### ASSIGNED TASK
A single figure is required: the number of lines below in which the word "email" occurs.

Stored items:
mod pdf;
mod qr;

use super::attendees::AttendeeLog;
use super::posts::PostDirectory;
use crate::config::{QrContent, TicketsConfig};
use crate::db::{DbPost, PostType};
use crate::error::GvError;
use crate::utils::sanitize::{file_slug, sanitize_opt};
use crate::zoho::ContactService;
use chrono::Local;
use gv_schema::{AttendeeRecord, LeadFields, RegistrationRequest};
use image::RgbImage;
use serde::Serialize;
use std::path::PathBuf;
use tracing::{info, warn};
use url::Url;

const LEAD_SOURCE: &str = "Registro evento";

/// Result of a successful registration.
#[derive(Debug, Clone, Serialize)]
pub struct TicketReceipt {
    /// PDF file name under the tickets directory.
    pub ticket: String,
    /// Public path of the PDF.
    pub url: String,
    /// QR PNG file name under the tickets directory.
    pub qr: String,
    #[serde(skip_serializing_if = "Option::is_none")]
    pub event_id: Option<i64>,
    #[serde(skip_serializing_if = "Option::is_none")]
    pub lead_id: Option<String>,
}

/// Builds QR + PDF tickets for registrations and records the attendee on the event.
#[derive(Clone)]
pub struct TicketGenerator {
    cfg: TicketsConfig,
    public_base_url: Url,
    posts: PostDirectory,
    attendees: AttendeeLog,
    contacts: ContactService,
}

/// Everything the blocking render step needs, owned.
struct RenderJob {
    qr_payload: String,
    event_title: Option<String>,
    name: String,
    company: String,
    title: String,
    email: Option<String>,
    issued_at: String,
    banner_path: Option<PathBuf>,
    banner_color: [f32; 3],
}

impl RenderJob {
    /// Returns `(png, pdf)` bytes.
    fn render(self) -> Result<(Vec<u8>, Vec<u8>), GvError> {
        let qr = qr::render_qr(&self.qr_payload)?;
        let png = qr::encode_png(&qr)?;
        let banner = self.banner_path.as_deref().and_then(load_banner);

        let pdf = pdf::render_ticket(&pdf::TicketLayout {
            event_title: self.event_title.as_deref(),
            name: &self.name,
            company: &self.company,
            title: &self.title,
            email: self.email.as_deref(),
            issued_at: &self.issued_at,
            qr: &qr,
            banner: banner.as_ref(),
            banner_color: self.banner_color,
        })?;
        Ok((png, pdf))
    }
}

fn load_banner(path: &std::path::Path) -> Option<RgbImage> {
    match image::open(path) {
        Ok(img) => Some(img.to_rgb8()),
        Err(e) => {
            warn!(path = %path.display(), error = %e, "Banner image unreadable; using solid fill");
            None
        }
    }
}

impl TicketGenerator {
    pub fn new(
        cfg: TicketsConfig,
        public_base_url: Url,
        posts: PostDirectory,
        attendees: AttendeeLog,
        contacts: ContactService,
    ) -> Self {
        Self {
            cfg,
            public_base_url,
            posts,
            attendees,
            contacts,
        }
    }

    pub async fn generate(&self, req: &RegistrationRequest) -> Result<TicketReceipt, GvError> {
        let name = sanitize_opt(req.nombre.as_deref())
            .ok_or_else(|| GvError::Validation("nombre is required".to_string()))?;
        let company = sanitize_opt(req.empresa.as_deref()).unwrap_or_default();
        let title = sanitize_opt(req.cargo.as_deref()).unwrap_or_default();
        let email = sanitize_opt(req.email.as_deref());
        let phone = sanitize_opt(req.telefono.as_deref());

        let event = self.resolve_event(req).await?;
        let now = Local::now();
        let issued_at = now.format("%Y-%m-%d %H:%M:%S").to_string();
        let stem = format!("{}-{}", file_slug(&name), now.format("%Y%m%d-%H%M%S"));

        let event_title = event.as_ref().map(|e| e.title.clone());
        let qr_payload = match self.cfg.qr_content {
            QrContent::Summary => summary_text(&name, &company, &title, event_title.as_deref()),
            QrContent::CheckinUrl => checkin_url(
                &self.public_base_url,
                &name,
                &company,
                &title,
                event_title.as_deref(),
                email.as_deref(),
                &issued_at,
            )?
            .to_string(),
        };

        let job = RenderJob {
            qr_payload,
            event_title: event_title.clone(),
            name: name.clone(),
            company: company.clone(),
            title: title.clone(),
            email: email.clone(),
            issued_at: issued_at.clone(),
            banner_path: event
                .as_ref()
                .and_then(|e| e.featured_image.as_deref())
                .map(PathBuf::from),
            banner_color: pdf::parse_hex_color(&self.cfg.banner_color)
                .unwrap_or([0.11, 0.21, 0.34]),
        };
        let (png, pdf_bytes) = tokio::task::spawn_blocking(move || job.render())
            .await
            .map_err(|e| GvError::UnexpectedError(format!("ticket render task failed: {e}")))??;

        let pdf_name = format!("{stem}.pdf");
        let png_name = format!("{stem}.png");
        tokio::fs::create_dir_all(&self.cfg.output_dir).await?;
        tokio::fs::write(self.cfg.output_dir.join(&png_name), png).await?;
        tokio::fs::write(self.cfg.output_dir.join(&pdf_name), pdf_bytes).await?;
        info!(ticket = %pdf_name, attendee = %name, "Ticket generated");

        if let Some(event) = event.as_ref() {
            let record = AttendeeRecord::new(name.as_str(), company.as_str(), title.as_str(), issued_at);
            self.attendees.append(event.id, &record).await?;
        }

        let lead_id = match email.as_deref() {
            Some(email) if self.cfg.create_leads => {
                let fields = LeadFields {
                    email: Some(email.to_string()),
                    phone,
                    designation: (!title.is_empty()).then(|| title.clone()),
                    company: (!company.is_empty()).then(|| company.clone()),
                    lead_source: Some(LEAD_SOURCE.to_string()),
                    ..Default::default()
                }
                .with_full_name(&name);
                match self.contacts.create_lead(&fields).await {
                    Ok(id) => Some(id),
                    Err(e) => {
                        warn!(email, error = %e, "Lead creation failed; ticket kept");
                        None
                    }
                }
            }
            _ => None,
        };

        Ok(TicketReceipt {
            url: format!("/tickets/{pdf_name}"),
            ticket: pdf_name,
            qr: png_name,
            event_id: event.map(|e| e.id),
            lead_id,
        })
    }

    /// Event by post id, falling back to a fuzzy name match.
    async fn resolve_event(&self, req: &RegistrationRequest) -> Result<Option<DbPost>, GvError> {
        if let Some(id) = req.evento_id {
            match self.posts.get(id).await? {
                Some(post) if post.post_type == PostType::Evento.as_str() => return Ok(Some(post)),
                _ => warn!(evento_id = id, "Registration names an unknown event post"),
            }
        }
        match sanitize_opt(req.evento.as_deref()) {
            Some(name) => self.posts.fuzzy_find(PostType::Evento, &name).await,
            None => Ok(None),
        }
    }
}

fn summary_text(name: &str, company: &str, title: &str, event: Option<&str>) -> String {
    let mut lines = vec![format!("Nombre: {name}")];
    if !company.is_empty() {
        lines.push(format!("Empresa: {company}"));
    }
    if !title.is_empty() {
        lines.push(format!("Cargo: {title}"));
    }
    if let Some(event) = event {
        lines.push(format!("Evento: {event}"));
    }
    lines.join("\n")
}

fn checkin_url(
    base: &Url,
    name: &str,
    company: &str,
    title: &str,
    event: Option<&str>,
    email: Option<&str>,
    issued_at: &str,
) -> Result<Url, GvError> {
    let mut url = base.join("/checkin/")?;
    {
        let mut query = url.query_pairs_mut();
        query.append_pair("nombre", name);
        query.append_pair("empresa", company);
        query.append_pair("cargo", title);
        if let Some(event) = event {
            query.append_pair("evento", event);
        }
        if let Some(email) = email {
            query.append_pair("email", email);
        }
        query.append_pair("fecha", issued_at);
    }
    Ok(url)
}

--

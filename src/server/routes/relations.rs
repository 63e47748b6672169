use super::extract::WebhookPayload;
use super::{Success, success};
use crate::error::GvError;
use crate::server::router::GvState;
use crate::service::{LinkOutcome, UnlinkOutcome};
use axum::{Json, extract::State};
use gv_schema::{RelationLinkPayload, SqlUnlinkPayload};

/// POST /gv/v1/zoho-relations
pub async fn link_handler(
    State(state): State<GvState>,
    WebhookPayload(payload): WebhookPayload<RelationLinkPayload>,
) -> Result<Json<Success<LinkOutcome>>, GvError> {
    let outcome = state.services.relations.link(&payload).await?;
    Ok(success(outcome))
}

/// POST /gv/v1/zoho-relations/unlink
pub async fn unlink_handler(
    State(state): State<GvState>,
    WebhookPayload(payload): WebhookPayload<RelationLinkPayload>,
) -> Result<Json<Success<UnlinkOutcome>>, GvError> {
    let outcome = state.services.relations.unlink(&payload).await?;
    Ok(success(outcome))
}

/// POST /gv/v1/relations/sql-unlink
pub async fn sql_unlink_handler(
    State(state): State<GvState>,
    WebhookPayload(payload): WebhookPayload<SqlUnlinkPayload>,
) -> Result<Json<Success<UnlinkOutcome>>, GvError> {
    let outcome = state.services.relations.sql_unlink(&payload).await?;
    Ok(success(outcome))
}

* * *

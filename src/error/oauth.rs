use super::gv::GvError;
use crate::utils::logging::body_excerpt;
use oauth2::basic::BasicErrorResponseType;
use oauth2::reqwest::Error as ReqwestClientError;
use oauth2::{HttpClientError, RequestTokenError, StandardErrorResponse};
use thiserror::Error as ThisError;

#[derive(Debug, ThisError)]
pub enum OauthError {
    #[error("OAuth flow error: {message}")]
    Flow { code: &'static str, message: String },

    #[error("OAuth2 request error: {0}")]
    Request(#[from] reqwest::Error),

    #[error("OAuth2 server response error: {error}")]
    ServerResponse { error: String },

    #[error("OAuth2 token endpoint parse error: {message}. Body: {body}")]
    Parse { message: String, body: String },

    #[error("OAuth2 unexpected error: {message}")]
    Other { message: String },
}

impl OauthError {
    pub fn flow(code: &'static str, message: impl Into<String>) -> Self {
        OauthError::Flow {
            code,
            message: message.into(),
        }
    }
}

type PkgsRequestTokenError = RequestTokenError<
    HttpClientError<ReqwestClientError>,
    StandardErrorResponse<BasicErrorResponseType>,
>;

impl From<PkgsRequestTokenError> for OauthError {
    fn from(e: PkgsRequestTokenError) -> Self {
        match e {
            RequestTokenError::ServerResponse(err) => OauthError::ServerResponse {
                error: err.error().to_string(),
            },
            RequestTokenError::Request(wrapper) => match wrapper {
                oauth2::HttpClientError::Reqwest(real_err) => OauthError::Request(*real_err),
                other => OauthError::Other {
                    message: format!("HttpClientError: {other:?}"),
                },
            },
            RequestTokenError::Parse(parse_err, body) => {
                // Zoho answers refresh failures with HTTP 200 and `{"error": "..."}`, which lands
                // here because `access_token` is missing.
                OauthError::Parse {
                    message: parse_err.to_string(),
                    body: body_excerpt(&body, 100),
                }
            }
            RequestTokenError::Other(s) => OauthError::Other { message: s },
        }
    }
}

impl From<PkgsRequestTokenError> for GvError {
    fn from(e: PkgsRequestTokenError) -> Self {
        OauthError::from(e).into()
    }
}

### TASK OUTPUT
12